I visited the Marines’ base out along the road to the international airport. A self-contained FM radio station inside a large shipping container had been shipped in and was on the air, being operated by Marines, for Marines. This traveling radio station had turntables, mics, audio boards, wire service machines and Marine disc jockeys. I interviewed them off the air for a feature in which I reported on what, at that moment in the fall of 1983, was the most-requested song. It was “King of Pain” by the Police. It made sense to me, given the training and survival skills the Corps is known for.

Marine DJ
FM-100, rocking Beirut from shipping container studio

I spent a couple of days with a company of Marines manning (no female troops back then) a forward observation post at the southernmost end of the runway at Beirut International Airport. They showed me a little “garden” that they had constructed, full of mortar shells which had landed in and around their sandbagged post. They had seen or heard a news report about how the troops at the airport had been safe from harm since only a few “stray rounds” had fallen.

Crater 3
The garden of explosive shell casings
Crater 4
Bullseye

I stayed up late, interviewing the men of C (or “Charlie”) Company on the night watch in a sandbagged bunker, where I watched trucks moving up and down the winding Chouf mountain roads through night-vision binoculars. I learned something that night about the benefits of doing radio journalism in total blackout conditions. It was pitch black in the bunker; all light sources were covered. Per regulations, the red light on my portable tape recorder had to be covered over with tape. I found that once an interview got underway, the Marines – perhaps because they couldn’t see the microphone I was holding – began to speak more casually and freely. A couple of them talked about how unnerving their Beirut experience actually was. Marines don’t usually talk about being afraid, but these guys were very candid. The long-form report I assembled, called “A Night With Charlie Company,” won a National Headliner Award.

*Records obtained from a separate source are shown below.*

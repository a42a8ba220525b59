//! Error types for the Warden daemon

use thiserror::Error;

/// Result type alias for daemon operations
pub type Result<T> = std::result::Result<T, DaemonError>;

/// Errors that can occur in the daemon
#[derive(Debug, Error)]
pub enum DaemonError {
    /// Core library error
    #[error("Core error: {0}")]
    Core(#[from] warden_core::Error),

    /// IO error
    #[error("IO error: {0}")]
    Io(#[from] std::io::Error),

    /// Serialization error
    #[error("Serialization error: {0}")]
    Serialization(String),

    /// Range sensor produced no echo within its bound
    #[error("Sensor measurement timed out")]
    SensorTimeout,

    /// Range sensor hardware fault
    #[error("Sensor fault: {0}")]
    SensorFault(String),

    /// Credential store read/write failed
    #[error("Credential store unavailable: {0}")]
    StoreUnavailable(String),

    /// Configuration error
    #[error("Configuration error: {0}")]
    Config(String),
}

impl From<serde_json::Error> for DaemonError {
    fn from(e: serde_json::Error) -> Self {
        DaemonError::Serialization(e.to_string())
    }
}

impl From<crate::sensor::SensorError> for DaemonError {
    fn from(e: crate::sensor::SensorError) -> Self {
        match e {
            crate::sensor::SensorError::Timeout => DaemonError::SensorTimeout,
            crate::sensor::SensorError::Fault(reason) => DaemonError::SensorFault(reason),
        }
    }
}
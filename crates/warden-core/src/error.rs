//! Error types for the Warden core library

use thiserror::Error;

pub type Result<T> = std::result::Result<T, Error>;

#[derive(Error, Debug)]
pub enum Error {
    #[error("Credential format error: {0}")]
    CredentialFormat(String),

    #[error("Cryptographic error: {0}")]
    Crypto(String),

    #[error("Invalid status transition: {0}")]
    InvalidTransition(String),

    #[error("IO error: {0}")]
    Io(#[from] std::io::Error),
}
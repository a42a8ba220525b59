//! Credential storage
//!
//! The appliance keeps exactly one username -> encoded-credential pair
//! in an external key-value store. The store is only ever touched from
//! the keypad processor's terminator handling, so latency is
//! unconstrained; the hot loops never see it.

use async_trait::async_trait;
use serde::{Deserialize, Serialize};
use std::collections::HashMap;
use std::path::PathBuf;
use std::sync::Mutex;

use crate::error::{DaemonError, Result};

/// Persistent key-value storage for encoded credentials
#[async_trait]
pub trait CredentialStore: Send + Sync {
    /// Fetch the stored credential for `username`, if any.
    async fn get(&self, username: &str) -> Result<Option<String>>;

    /// Persist `encoded` as the credential for `username`, replacing
    /// any previous value. Must not report success without persisting.
    async fn put(&self, username: &str, encoded: &str) -> Result<()>;
}

/// On-disk store: one JSON object mapping usernames to encoded
/// credentials, written atomically via a temp file.
pub struct FileCredentialStore {
    path: PathBuf,
}

#[derive(Debug, Default, Serialize, Deserialize)]
struct CredentialFile {
    credentials: HashMap<String, String>,
}

impl FileCredentialStore {
    pub fn new(path: PathBuf) -> Self {
        Self { path }
    }

    async fn read_file(&self) -> Result<CredentialFile> {
        match tokio::fs::read_to_string(&self.path).await {
            Ok(contents) => serde_json::from_str(&contents)
                .map_err(|e| DaemonError::StoreUnavailable(format!("corrupt store file: {}", e))),
            Err(e) if e.kind() == std::io::ErrorKind::NotFound => Ok(CredentialFile::default()),
            Err(e) => Err(DaemonError::StoreUnavailable(e.to_string())),
        }
    }

    async fn write_file(&self, file: &CredentialFile) -> Result<()> {
        let contents = serde_json::to_string_pretty(file)?;
        if let Some(parent) = self.path.parent() {
            tokio::fs::create_dir_all(parent)
                .await
                .map_err(|e| DaemonError::StoreUnavailable(e.to_string()))?;
        }

        let tmp = self.path.with_extension("json.tmp");
        tokio::fs::write(&tmp, &contents)
            .await
            .map_err(|e| DaemonError::StoreUnavailable(e.to_string()))?;
        tokio::fs::rename(&tmp, &self.path)
            .await
            .map_err(|e| DaemonError::StoreUnavailable(e.to_string()))?;

        #[cfg(unix)]
        {
            use std::os::unix::fs::PermissionsExt;
            let perms = std::fs::Permissions::from_mode(0o600);
            tokio::fs::set_permissions(&self.path, perms)
                .await
                .map_err(|e| DaemonError::StoreUnavailable(e.to_string()))?;
        }

        Ok(())
    }
}

#[async_trait]
impl CredentialStore for FileCredentialStore {
    async fn get(&self, username: &str) -> Result<Option<String>> {
        let file = self.read_file().await?;
        Ok(file.credentials.get(username).cloned())
    }

    async fn put(&self, username: &str, encoded: &str) -> Result<()> {
        let mut file = self.read_file().await?;
        file.credentials
            .insert(username.to_string(), encoded.to_string());
        self.write_file(&file).await
    }
}

/// In-memory store for tests and the simulated rig.
///
/// Can be flipped unavailable to exercise the degradation paths.
#[derive(Default)]
pub struct MemoryCredentialStore {
    entries: Mutex<HashMap<String, String>>,
    unavailable: Mutex<bool>,
}

impl MemoryCredentialStore {
    pub fn new() -> Self {
        Self::default()
    }

    /// Pre-populate a credential
    pub fn with_credential(username: &str, encoded: &str) -> Self {
        let store = Self::new();
        store
            .entries
            .lock()
            .unwrap()
            .insert(username.to_string(), encoded.to_string());
        store
    }

    /// Simulate the backing service going away
    pub fn set_unavailable(&self, unavailable: bool) {
        *self.unavailable.lock().unwrap() = unavailable;
    }

    fn check_available(&self) -> Result<()> {
        if *self.unavailable.lock().unwrap() {
            Err(DaemonError::StoreUnavailable("simulated outage".to_string()))
        } else {
            Ok(())
        }
    }
}

#[async_trait]
impl CredentialStore for MemoryCredentialStore {
    async fn get(&self, username: &str) -> Result<Option<String>> {
        self.check_available()?;
        Ok(self.entries.lock().unwrap().get(username).cloned())
    }

    async fn put(&self, username: &str, encoded: &str) -> Result<()> {
        self.check_available()?;
        self.entries
            .lock()
            .unwrap()
            .insert(username.to_string(), encoded.to_string());
        Ok(())
    }
}

#[cfg(test)]
mod tests {
    use super::*;

    #[tokio::test]
    async fn test_file_store_roundtrip() {
        let dir = tempfile::tempdir().unwrap();
        let store = FileCredentialStore::new(dir.path().join("credentials.json"));

        assert!(store.get("warden").await.unwrap().is_none());

        store.put("warden", "abc123").await.unwrap();
        assert_eq!(store.get("warden").await.unwrap().as_deref(), Some("abc123"));

        // Replacement, not accumulation
        store.put("warden", "def456").await.unwrap();
        assert_eq!(store.get("warden").await.unwrap().as_deref(), Some("def456"));
    }

    #[tokio::test]
    async fn test_file_store_rejects_corrupt_file() {
        let dir = tempfile::tempdir().unwrap();
        let path = dir.path().join("credentials.json");
        tokio::fs::write(&path, "not json").await.unwrap();

        let store = FileCredentialStore::new(path);
        assert!(matches!(
            store.get("warden").await,
            Err(DaemonError::StoreUnavailable(_))
        ));
    }

    #[tokio::test]
    async fn test_memory_store_outage() {
        let store = MemoryCredentialStore::with_credential("warden", "abc");
        store.set_unavailable(true);
        assert!(store.get("warden").await.is_err());
        assert!(store.put("warden", "def").await.is_err());

        store.set_unavailable(false);
        assert_eq!(store.get("warden").await.unwrap().as_deref(), Some("abc"));
    }
}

A few weeks after I left Beirut, a terrorist driving a truck full of explosives blew up the Marines’ barracks, killing some 245 troops. I was called into the newsroom in New York that day, a Sunday, to go through my cassette tapes and see if any of the guys I had interviewed showed up on the casualty list. One, a Marine from Brooklyn, did appear on the injured list. We aired some of his comments from a few weeks earlier.

Two years later, AP correspondent Terry Anderson was kidnapped in Beirut by Shiite Hezbollah militants, signaling that journalists had no special status. American news correspondents began to be pulled out of Beirut, as were the Marines. By 1987 the Commodore was looted and heavily damaged by Druse militia.

10 thoughts on “Lebanon

  1. Fascinating. I kept wondering when the killing of U.S. marines in Lebanon would come into the story. You did not disappoint. But I’d forgotten about Terry Anderson.